Integral $\int_0^\infty \frac{\sin x}{\cosh ax+\cos x}\frac{x}{x^2-\pi^2}dx=\tan^{-1}\left(\frac{1}{a}\right)-\frac{1}{a}$

Please help me prove the following identity: $$\int_0^\infty \frac{\sin x}{\cosh ax+\cos x}\frac{x}{x^2-\pi^2}dx=\tan^{-1}\left(\frac{1}{a}\right)-\frac{1}{a}\quad a>0$$
This integral is from Gradshteyn and Ryzhik’s tables.

Solutions Collecting From Web of "Integral $\int_0^\infty \frac{\sin x}{\cosh ax+\cos x}\frac{x}{x^2-\pi^2}dx=\tan^{-1}\left(\frac{1}{a}\right)-\frac{1}{a}$"

Lemma.

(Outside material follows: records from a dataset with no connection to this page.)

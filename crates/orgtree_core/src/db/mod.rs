//! SQLite storage bootstrap and schema migration entry points.
//!
//! # Responsibility
//! - Open and configure SQLite connections for the registry.
//! - Apply schema migrations in deterministic order.
//!
//! # Invariants
//! - Migration version is tracked via `PRAGMA user_version`.
//! - Entity and relationship tables are not touched before migrations succeed.

use std::error::Error;
use std::fmt::{Display, Formatter};

pub mod migrations;
mod open;

pub use open::{open_db, open_db_in_memory};

pub type DbResult<T> = Result<T, DbError>;

#[derive(Debug)]
pub enum DbError {
    Sqlite(rusqlite::Error),
    /// Stored schema is newer than this binary understands.
    UnsupportedSchemaVersion {
        db_version: u32,
        latest_supported: u32,
    },
    /// One migration script failed; nothing from the run was committed.
    MigrationFailed {
        version: u32,
        source: rusqlite::Error,
    },
}

impl Display for DbError {
    fn fmt(&self, f: &mut Formatter<'_>) -> std::fmt::Result {
        match self {
            Self::Sqlite(err) => write!(f, "{err}"),
            Self::UnsupportedSchemaVersion {
                db_version,
                latest_supported,
            } => write!(
                f,
                "registry schema version {db_version} is newer than supported {latest_supported}"
            ),
            Self::MigrationFailed { version, source } => {
                write!(f, "registry migration {version} failed: {source}")
            }
        }
    }
}

impl Error for DbError {
    fn source(&self) -> Option<&(dyn Error + 'static)> {
        match self {
            Self::Sqlite(err) => Some(err),
            Self::UnsupportedSchemaVersion { .. } => None,
            Self::MigrationFailed { source, .. } => Some(source),
        }
    }
}

impl From<rusqlite::Error> for DbError {
    fn from(value: rusqlite::Error) -> Self {
        Self::Sqlite(value)
    }
}
use orgtree_core::{
    channel_queue, BatchKind, BatchPersister, ChangeQueue, DepartmentEntity, EntityId,
    EntityRepository, EntitySearchCriteria, HierarchyLookup, PersistBatch, PersistError,
    PersistReport, Relationship, RelationshipChange, RepoError, RepoResult,
};
use std::cell::RefCell;
use uuid::Uuid;

/// Records every write and rejects relationship changes for one child.
struct FlakyRepository {
    rejected_child: EntityId,
    entity_writes: RefCell<Vec<EntityId>>,
    relationship_writes: RefCell<Vec<RelationshipChange>>,
}

impl FlakyRepository {
    fn rejecting(rejected_child: EntityId) -> Self {
        Self {
            rejected_child,
            entity_writes: RefCell::new(Vec::new()),
            relationship_writes: RefCell::new(Vec::new()),
        }
    }
}

impl HierarchyLookup for FlakyRepository {
    fn get_parent(&self, _: EntityId) -> RepoResult<Option<DepartmentEntity>> {
        Ok(None)
    }

    fn find_relationships_by_parent(&self, _: EntityId) -> RepoResult<Vec<Relationship>> {
        Ok(Vec::new())
    }
}

impl EntityRepository for FlakyRepository {
    fn get_entity(&self, _: EntityId) -> RepoResult<Option<DepartmentEntity>> {
        Ok(None)
    }

    fn search_entities(&self, _: &EntitySearchCriteria) -> RepoResult<Vec<DepartmentEntity>> {
        Ok(Vec::new())
    }

    fn upsert_entity(&self, entity: &DepartmentEntity) -> RepoResult<()> {
        self.entity_writes.borrow_mut().push(entity.id);
        Ok(())
    }

    fn apply_relationship_change(&self, change: &RelationshipChange) -> RepoResult<()> {
        self.relationship_writes.borrow_mut().push(*change);
        if change.child_id == self.rejected_child {
            return Err(RepoError::Unavailable("relationship store busy".to_string()));
        }
        Ok(())
    }
}

fn batch(kind: BatchKind, entity: &DepartmentEntity, children: &[EntityId]) -> PersistBatch {
    PersistBatch {
        kind,
        requested_by: None,
        entities: vec![entity.clone()],
        relationships: children
            .iter()
            .map(|child| RelationshipChange::activate(entity.id, *child))
            .collect(),
    }
}

#[test]
fn failed_batch_is_counted_and_later_batches_still_apply() {
    let good_child = Uuid::new_v4();
    let bad_child = Uuid::new_v4();
    let after_bad = Uuid::new_v4();
    let first = DepartmentEntity::new("t1", "d1", "A", "Alpha");
    let second = DepartmentEntity::new("t1", "d1", "B", "Beta");
    let third = DepartmentEntity::new("t1", "d1", "C", "Gamma");

    let (queue, receiver) = channel_queue();
    queue.enqueue(batch(BatchKind::Create, &first, &[good_child]));
    queue.enqueue(batch(BatchKind::Update, &second, &[good_child, bad_child, after_bad]));
    queue.enqueue(batch(BatchKind::Create, &third, &[]));

    let repo = FlakyRepository::rejecting(bad_child);
    let report = BatchPersister::new(&repo).drain(&receiver);
    assert_eq!(
        report,
        PersistReport {
            applied: 2,
            failed: 1
        }
    );

    // The failing batch keeps its earlier writes and stops at the failure.
    assert_eq!(
        *repo.entity_writes.borrow(),
        vec![first.id, second.id, third.id]
    );
    assert_eq!(
        *repo.relationship_writes.borrow(),
        vec![
            RelationshipChange::activate(first.id, good_child),
            RelationshipChange::activate(second.id, good_child),
            RelationshipChange::activate(second.id, bad_child),
        ]
    );

    // Nothing is retried on the next pass.
    assert_eq!(
        BatchPersister::new(&repo).drain(&receiver),
        PersistReport::default()
    );
    assert_eq!(repo.relationship_writes.borrow().len(), 3);
}

#[test]
fn apply_reports_the_failing_change() {
    let bad_child = Uuid::new_v4();
    let entity = DepartmentEntity::new("t1", "d1", "A", "Alpha");
    let repo = FlakyRepository::rejecting(bad_child);

    let err = BatchPersister::new(&repo)
        .apply(&batch(BatchKind::Update, &entity, &[bad_child]))
        .unwrap_err();
    match err {
        PersistError::Relationship { change, source } => {
            assert_eq!(change, RelationshipChange::activate(entity.id, bad_child));
            assert!(matches!(source, RepoError::Unavailable(_)));
        }
        other => panic!("unexpected error: {other}"),
    }
}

For $a>0$ and $x\in\Bbb{R}$,
$$
\sum_{n=1}^\infty2(-1)^{n-1}\sin(nx)e^{-anx}=\frac{\sin x}{\cosh(ax)+\cos x}\tag {1}
$$

Proof. Indeed,
$$\eqalign{
\sum_{n=1}^\infty2(-1)^{n-1}\sin(nx)e^{-anx}&=
-2\Im\left(\sum_{n=1}^\infty(-1)^n e^{(i-a)nx}\right)\cr
&=2\Im\left(\frac{e^{(i-a)x}}{1+e^{(i-a)x}}\right)\cr
&=\frac{\sin x}{\cosh(ax)+\cos x}.\qquad\square
}$$

Now, let
$$I(a)=\int_0^\infty\frac{\sin x}{\cosh(ax)+\cos x}\cdot\frac{x}{x^2-\pi^2}\,dx.$$
Then
$$\eqalign{
I(a)&=\sum_{n=1}^\infty2(-1)^{n-1}\int_0^\infty\frac{x}{x^2-\pi^2}\sin(nx)e^{-anx}dx\cr
&=\sum_{n=1}^\infty2(-1)^{n-1}\int_0^\infty\frac{t}{t^2-n^2\pi^2}\sin t e^{-at}dt\cr
&=\int_0^\infty\left(\sum_{n=1}^\infty\frac{2t(-1)^{n-1}}{t^2-n^2\pi^2}\right)\sin t e^{-at}dt\cr
&\buildrel{(*)}\over{=}\int_0^\infty\left(\frac{1}{t}-\frac{1}{\sin t}\right)\sin t e^{-at}dt\cr
&=\int_0^\infty\frac{\sin t}{t} e^{-at}dt-\int_0^\infty e^{-at}dt\cr
&=\arctan\frac{1}{a}-\frac{1}{a}
}
$$
as desired.

For more information on the partial fraction decomposition $(*)$ of the $\csc$ function, one may consult Alfors’ Book Chapter 5. pp.185–188. $\qquad\square$